Dataset items

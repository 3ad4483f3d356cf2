//! The JSON response envelope.
//!
//! Success responses carry `{status, message, data}`; failures carry
//! `{error}` with the HTTP status encoding the category. The insufficient-
//! balance conflict additionally carries a machine-readable code so the
//! platform can branch on it.

use axum::{
    Json,
    http::StatusCode,
    response::{IntoResponse, Response},
};
use serde_json::json;

use farebox_shared::AppError;

/// Builds a success envelope.
pub fn success(status: StatusCode, message: &str, data: serde_json::Value) -> Response {
    (
        status,
        Json(json!({
            "status": "success",
            "message": message,
            "data": data,
        })),
    )
        .into_response()
}

/// Builds a failure envelope from an application error.
pub fn app_error(error: &AppError) -> Response {
    let status =
        StatusCode::from_u16(error.status_code()).unwrap_or(StatusCode::INTERNAL_SERVER_ERROR);

    let body = if matches!(error, AppError::InsufficientBalance) {
        json!({ "status": "error", "code": error.error_code() })
    } else {
        json!({ "error": error.to_string() })
    };

    (status, Json(body)).into_response()
}

/// Shorthand for a 400 validation failure.
pub fn validation(message: &str) -> Response {
    app_error(&AppError::Validation(message.to_string()))
}
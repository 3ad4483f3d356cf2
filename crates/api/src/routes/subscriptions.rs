//! Subscription route: create a subscription paid from the wallet.

use axum::{Json, Router, extract::State, http::StatusCode, response::IntoResponse, routing::post};
use chrono::NaiveDate;
use rust_decimal::Decimal;
use serde::Deserialize;
use serde_json::json;
use std::str::FromStr;
use tracing::error;
use uuid::Uuid;

use crate::{AppState, middleware::ApiContext, respond};
use farebox_core::subscription::{SubscriptionOrder, SubscriptionType};
use farebox_db::repositories::subscription::SubscriptionRepository;
use farebox_shared::AppError;

/// Creates the subscription routes.
pub fn routes() -> Router<AppState> {
    Router::new().route("/create_subscription", post(create_subscription))
}

// ============================================================================
// Request Types
// ============================================================================

/// Request body for creating a subscription.
#[derive(Debug, Deserialize)]
pub struct CreateSubscriptionRequest {
    /// Contact id.
    pub partner_id: Option<Uuid>,
    /// External subscription id.
    pub subscription_id: Option<String>,
    /// "private", "pinky", "vip", "van", "taxi", or "other".
    pub subscription_type: Option<String>,
    /// Price paid from the wallet; must be greater than 0.
    #[serde(alias = "Price")]
    pub price: Option<Decimal>,
    /// Coverage start (YYYY-MM-DD).
    pub start_date: Option<NaiveDate>,
    /// Coverage end (YYYY-MM-DD).
    pub end_date: Option<NaiveDate>,
}

// ============================================================================
// Route Handlers
// ============================================================================

/// POST `/api/create_subscription` - Create subscription, invoice, and pay
/// from the wallet.
async fn create_subscription(
    State(state): State<AppState>,
    ApiContext(ctx): ApiContext,
    Json(request): Json<CreateSubscriptionRequest>,
) -> impl IntoResponse {
    let Some(partner_id) = request.partner_id else {
        return respond::validation("partner_id is required");
    };
    let Some(subscription_id) = request.subscription_id.filter(|s| !s.is_empty()) else {
        return respond::validation("subscription_id is required");
    };
    let Some(raw_type) = request.subscription_type.as_deref().filter(|s| !s.is_empty()) else {
        return respond::validation("subscription_type is required");
    };
    let subscription_type = match SubscriptionType::from_str(raw_type) {
        Ok(subscription_type) => subscription_type,
        Err(e) => return respond::validation(&e.to_string()),
    };
    let Some(price) = request.price else {
        return respond::validation("price is required");
    };
    let Some(start_date) = request.start_date else {
        return respond::validation("start_date is required");
    };
    let Some(end_date) = request.end_date else {
        return respond::validation("end_date is required");
    };

    let order = SubscriptionOrder {
        external_id: subscription_id,
        subscription_type,
        price,
        start_date,
        end_date,
    };
    if let Err(e) = order.validate() {
        return respond::validation(&e.to_string());
    }

    let repo = SubscriptionRepository::new((*state.db).clone());
    match repo.create_with_invoice(&ctx, partner_id, &order).await {
        Ok(outcome) => respond::success(
            StatusCode::CREATED,
            "Subscription created and invoiced successfully",
            json!({
                "subscription_id": outcome.subscription.id,
                "partner_id": partner_id,
                "external_subscription_id": outcome.subscription.external_id,
                "subscription_type": outcome.subscription.subscription_type,
                "invoice_id": outcome.invoice.id,
                "invoice_state": outcome.invoice.state,
                "payment_status": "paid",
                "start_date": outcome.subscription.start_date,
                "end_date": outcome.subscription.end_date,
                "balance_after": outcome.balance_after,
            }),
        ),
        Err(e) => {
            error!(error = %e, "Failed to create subscription");
            respond::app_error(&AppError::from(e))
        }
    }
}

What the task asks >> Nothing but an exact copy of the lines from the first one above through the line holding "code so the" should be returned.

Response area >>
repository 3ad4483f3d356cf2
//! The JSON response envelope.
//!
//! Success responses carry `{status, message, data}`; failures carry
//! `{error}` with the HTTP status encoding the category. The insufficient-
//! balance conflict additionally carries a machine-readable code so the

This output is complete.